Homosexuelle Handlungen sind in Syrien als „widernatürliche“ Handlungen per Gesetz durch den Artikel 520 des Strafgesetzbuches von 1949 verboten und können mit einer Haftstrafe von bis zu drei Jahren geahndet werden, allerdings werden sie offenbar seltener verfolgt als in anderen Ländern wie im Irak oder dem Iran. So muss auch Furat mit der offenkundigen gesellschaftlichen Ausgrenzung seiner Sexualität leben, die er nur seiner Mutter und seiner Tante gesteht. Durch den Arabischen Frühling und die Revolution, die eine Veränderung der Strukturen einfordert, gewinnt er an Selbstvertrauen und Hoffnung, auch wenn sich letztlich tatsächlich nur wenig an den Gegebenheiten ändert.
Die Revolutionäre veranstalten in den Straßen Blitz-Kundgebungen, um nicht von der Geheimpolizei erwischt zu werden, und verbreiten die Videoaufnahmen davon über das Internet. Doch die Revolution und deren Anliegen werden mit grausamer und roher Gewalt niedergedrückt, wie wir alle aus den Nachrichten über den seit 2011 anhaltenden syrischen Bürgerkrieg wissen. Es gehen Bomben nieder, Detonationen zerstören Häuser, Menschen werden auf offener Straße erschossen, Häuser werden geplündert und zerstört, selbst die Zivilisten sind nicht mehr sicher.
Angesichts dieser Lage entscheidet sich der Protagonist Furat zur Flucht nach Europa. Zunächst führt ihn sein Weg in die Türkei, wo er einige Zeit damit verbringt zu warten, bis ihm seine Schlepper Bescheid geben, dass die riskante Weiterreise mit dem Boot beginnt. In dieser seltsamen Zeit des Wartens lernt er Figuren aus der schwulen und transsexuellen Istanbuler Szene kennen, darunter die Stricherin Baklava und die Zuhälterin Mama Nabila, die einen Selamlik betreibt, was auf türkisch die „Herrenräume“ eines Hauses bezeichnet. Auch diese beiden sind aus ihren Heimatländern geflohen und, statt nach Europa weiterzureisen, in der Türkei geblieben.
Um die für Herren reservierten Räume des Hauses, den titelgebenden Selamlik, geht es in dem Roman immer wieder: Zunächst ist da das männliche Studentenwohnheim zu Beginn, dann die Hammams und schwulen Kinos. Und zuletzt, als Furat bereits an seiner Destination Schweden angekommen ist, das Flüchtlingswohnheim, in dem ebenfalls nur Männer wohnen.
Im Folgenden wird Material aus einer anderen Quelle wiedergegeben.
//! Campaign-day rows and the immutable dataset summary built from them.

use std::collections::BTreeMap;

use chrono::NaiveDate;
use serde::{Deserialize, Serialize};

/// Divide, reporting `None` instead of a non-finite value when `den` is zero.
#[must_use]
pub fn ratio(num: f64, den: f64) -> Option<f64> {
    if den == 0.0 {
        None
    } else {
        Some(num / den)
    }
}

/// One cleaned campaign-day record.
#[derive(Debug, Clone, PartialEq, Serialize, Deserialize)]
pub struct DatasetRow {
    pub campaign_name: String,
    pub date: NaiveDate,
    pub spend: f64,
    pub impressions: u64,
    pub clicks: u64,
    pub purchases: u64,
    pub revenue: f64,
    pub creative_type: String,
    pub audience_type: String,
    pub platform: String,
    pub creative_message: Option<String>,
    pub country: Option<String>,
}

impl DatasetRow {
    #[must_use]
    #[allow(clippy::cast_precision_loss)]
    pub fn ctr(&self) -> Option<f64> {
        ratio(self.clicks as f64, self.impressions as f64)
    }

    #[must_use]
    pub fn roas(&self) -> Option<f64> {
        ratio(self.revenue, self.spend)
    }
}

/// Categorical dimensions used for segmentation.
#[derive(Debug, Clone, Copy, PartialEq, Eq, Hash, PartialOrd, Ord, Serialize, Deserialize)]
#[serde(rename_all = "snake_case")]
pub enum Dimension {
    CampaignName,
    CreativeType,
    AudienceType,
    Platform,
}

impl Dimension {
    pub const ALL: [Dimension; 4] = [
        Dimension::CampaignName,
        Dimension::CreativeType,
        Dimension::AudienceType,
        Dimension::Platform,
    ];

    #[must_use]
    pub fn as_str(self) -> &'static str {
        match self {
            Dimension::CampaignName => "campaign_name",
            Dimension::CreativeType => "creative_type",
            Dimension::AudienceType => "audience_type",
            Dimension::Platform => "platform",
        }
    }

    /// The row's value along this dimension.
    #[must_use]
    pub fn value_of(self, row: &DatasetRow) -> &str {
        match self {
            Dimension::CampaignName => &row.campaign_name,
            Dimension::CreativeType => &row.creative_type,
            Dimension::AudienceType => &row.audience_type,
            Dimension::Platform => &row.platform,
        }
    }
}

impl std::fmt::Display for Dimension {
    fn fmt(&self, f: &mut std::fmt::Formatter<'_>) -> std::fmt::Result {
        f.write_str(self.as_str())
    }
}

/// Ratio metrics tracked by the engines.
#[derive(Debug, Clone, Copy, PartialEq, Eq, Hash, PartialOrd, Ord, Default, Serialize, Deserialize)]
#[serde(rename_all = "snake_case")]
pub enum Metric {
    #[default]
    Roas,
    Ctr,
    Cpc,
    ConversionRate,
}

impl Metric {
    pub const ALL: [Metric; 4] = [Metric::Roas, Metric::Ctr, Metric::Cpc, Metric::ConversionRate];

    #[must_use]
    pub fn as_str(self) -> &'static str {
        match self {
            Metric::Roas => "roas",
            Metric::Ctr => "ctr",
            Metric::Cpc => "cpc",
            Metric::ConversionRate => "conversion_rate",
        }
    }

    /// Evaluate the metric over aggregated totals.
    #[must_use]
    #[allow(clippy::cast_precision_loss)]
    pub fn from_totals(self, totals: &Totals) -> Option<f64> {
        match self {
            Metric::Roas => ratio(totals.revenue, totals.spend),
            Metric::Ctr => ratio(totals.clicks as f64, totals.impressions as f64),
            Metric::Cpc => ratio(totals.spend, totals.clicks as f64),
            Metric::ConversionRate => ratio(totals.purchases as f64, totals.clicks as f64),
        }
    }

    /// Evaluate the metric on a single row; `None` when its denominator is zero.
    #[must_use]
    #[allow(clippy::cast_precision_loss)]
    pub fn for_row(self, row: &DatasetRow) -> Option<f64> {
        match self {
            Metric::Roas => row.roas(),
            Metric::Ctr => row.ctr(),
            Metric::Cpc => ratio(row.spend, row.clicks as f64),
            Metric::ConversionRate => ratio(row.purchases as f64, row.clicks as f64),
        }
    }
}

impl std::fmt::Display for Metric {
    fn fmt(&self, f: &mut std::fmt::Formatter<'_>) -> std::fmt::Result {
        f.write_str(self.as_str())
    }
}

/// Additive totals over a set of rows.
#[derive(Debug, Clone, Default, PartialEq, Serialize, Deserialize)]
pub struct Totals {
    pub rows: usize,
    pub spend: f64,
    pub revenue: f64,
    pub impressions: u64,
    pub clicks: u64,
    pub purchases: u64,
}

impl Totals {
    pub fn add(&mut self, row: &DatasetRow) {
        self.rows += 1;
        self.spend += row.spend;
        self.revenue += row.revenue;
        self.impressions += row.impressions;
        self.clicks += row.clicks;
        self.purchases += row.purchases;
    }

    pub fn from_rows<'a, I>(rows: I) -> Self
    where
        I: IntoIterator<Item = &'a DatasetRow>,
    {
        let mut totals = Self::default();
        for row in rows {
            totals.add(row);
        }
        totals
    }
}

/// Aggregate ratio metrics; `None` where the denominator was zero.
#[derive(Debug, Clone, Default, PartialEq, Serialize, Deserialize)]
pub struct AggregateMetrics {
    pub overall_roas: Option<f64>,
    pub overall_ctr: Option<f64>,
    pub avg_cpc: Option<f64>,
    pub conversion_rate: Option<f64>,
}

impl AggregateMetrics {
    #[must_use]
    pub fn from_totals(totals: &Totals) -> Self {
        Self {
            overall_roas: Metric::Roas.from_totals(totals),
            overall_ctr: Metric::Ctr.from_totals(totals),
            avg_cpc: Metric::Cpc.from_totals(totals),
            conversion_rate: Metric::ConversionRate.from_totals(totals),
        }
    }

    #[must_use]
    pub fn get(&self, metric: Metric) -> Option<f64> {
        match metric {
            Metric::Roas => self.overall_roas,
            Metric::Ctr => self.overall_ctr,
            Metric::Cpc => self.avg_cpc,
            Metric::ConversionRate => self.conversion_rate,
        }
    }
}

#[derive(Debug, Clone, Copy, PartialEq, Eq, Serialize, Deserialize)]
#[serde(rename_all = "lowercase")]
pub enum TrendDirection {
    Increasing,
    Decreasing,
    Stable,
}

/// Period-over-period movement of one metric. Changes are signed percentages.
#[derive(Debug, Clone, PartialEq, Serialize, Deserialize)]
pub struct Trend {
    pub direction: TrendDirection,
    pub week_over_week_change: Option<f64>,
    pub month_over_month_change: Option<f64>,
}

/// Metrics for one group of a dimension breakdown.
#[derive(Debug, Clone, PartialEq, Serialize, Deserialize)]
pub struct SegmentMetrics {
    pub segment: String,
    pub totals: Totals,
    pub roas: Option<f64>,
    pub ctr: Option<f64>,
    pub cpc: Option<f64>,
    pub conversion_rate: Option<f64>,
}

impl SegmentMetrics {
    #[must_use]
    pub fn from_totals(segment: String, totals: Totals) -> Self {
        let metrics = AggregateMetrics::from_totals(&totals);
        Self {
            segment,
            totals,
            roas: metrics.overall_roas,
            ctr: metrics.overall_ctr,
            cpc: metrics.avg_cpc,
            conversion_rate: metrics.conversion_rate,
        }
    }

    #[must_use]
    pub fn metric(&self, metric: Metric) -> Option<f64> {
        match metric {
            Metric::Roas => self.roas,
            Metric::Ctr => self.ctr,
            Metric::Cpc => self.cpc,
            Metric::ConversionRate => self.conversion_rate,
        }
    }
}

/// Inclusive date range.
#[derive(Debug, Clone, Copy, PartialEq, Eq, Serialize, Deserialize)]
pub struct DateRange {
    pub start: NaiveDate,
    pub end: NaiveDate,
}

impl DateRange {
    #[must_use]
    pub fn contains(&self, date: NaiveDate) -> bool {
        self.start <= date && date <= self.end
    }
}

/// A rejected raw value, kept as an example in the quality report.
#[derive(Debug, Clone, PartialEq, Eq, Serialize, Deserialize)]
pub struct InvalidValue {
    pub line: usize,
    pub value: String,
}

/// What the cleaning pass dropped or repaired.
#[derive(Debug, Clone, Default, PartialEq, Serialize, Deserialize)]
pub struct DataQuality {
    pub rows_read: usize,
    /// Rows excluded for an empty required value, per field.
    pub missing_values: BTreeMap<String, usize>,
    /// Total rows excluded for any reason.
    pub invalid_rows: usize,
    pub invalid_dates: usize,
    pub invalid_date_examples: Vec<InvalidValue>,
    pub non_numeric_values: BTreeMap<String, usize>,
    pub constraint_violations: usize,
    /// Rows whose supplied `ctr`/`roas` disagreed with the recomputed value.
    pub recomputed_derived: usize,
}

/// Immutable per-run snapshot produced by the metrics, trend and
/// segmentation engines.
#[derive(Debug, Clone, PartialEq, Serialize, Deserialize)]
pub struct DatasetSummary {
    pub total_rows: usize,
    pub date_range: Option<DateRange>,
    pub total_spend: f64,
    pub total_revenue: f64,
    pub campaigns_count: usize,
    pub metrics: AggregateMetrics,
    /// Keyed by metric name (`roas`, `ctr`, ...).
    pub trends: BTreeMap<String, Trend>,
    /// Keyed by dimension name; each list sorted by spend descending.
    pub segmentation: BTreeMap<String, Vec<SegmentMetrics>>,
    pub data_quality: DataQuality,
}

impl DatasetSummary {
    #[must_use]
    pub fn trend(&self, metric: Metric) -> Option<&Trend> {
        self.trends.get(metric.as_str())
    }

    #[must_use]
    pub fn segments(&self, dimension: Dimension) -> &[SegmentMetrics] {
        self.segmentation
            .get(dimension.as_str())
            .map_or(&[], Vec::as_slice)
    }

    #[must_use]
    pub fn segment(&self, dimension: Dimension, value: &str) -> Option<&SegmentMetrics> {
        self.segments(dimension).iter().find(|s| s.segment == value)
    }
}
Während seiner Zeit in Schweden, als er auf den Asylbescheid wartet und danach, hält der Protagonist seine Erinnerungen an Syrien und seine Familie fest und erzählt rückblickend seine eigene Geschichte.
Erneut muss er seine eigentliche Sexualität vor der Mehrzahl der anderen Flüchtlinge verbergen, denn die Haltung der Männer gegenüber LGBTQ hat sich mit der Flucht in ein europäisches Land nicht zugunsten von mehr Akzeptanz geändert. Stattdessen versuchen sie ungeschickt, sich durch zotige Späße über vorübergehende Frauen gegenseitig ihre Männlichkeit zu beweisen.
Es scheint daher angesichts der nach außen getragenen konservativen Einstellung der Männer den Leserinnen und Lesern wie ein Wunschtraum des Erzählers, wie eine schiere Erfindung, als nach einer sexuell aufgeladenen Unterhaltung unter den Asylbewerbern in dem Badezimmer schwuler Geschlechtsverkehr zwischen Furat und zwei anderen Männern stattfindet. Nicht immer ist die Sexualität in diesem Buch so eindeutig, wie es sich manche wünschen würden. Da werden Heterosexuelle plötzlich ein wenig schwul, verheiratete Männer verkehren in einschlägigen Szeneetablissements und anschaffende, transsexuelle Frauen haben Macht über Schlepper, Touristen und Lkw-Fahrer.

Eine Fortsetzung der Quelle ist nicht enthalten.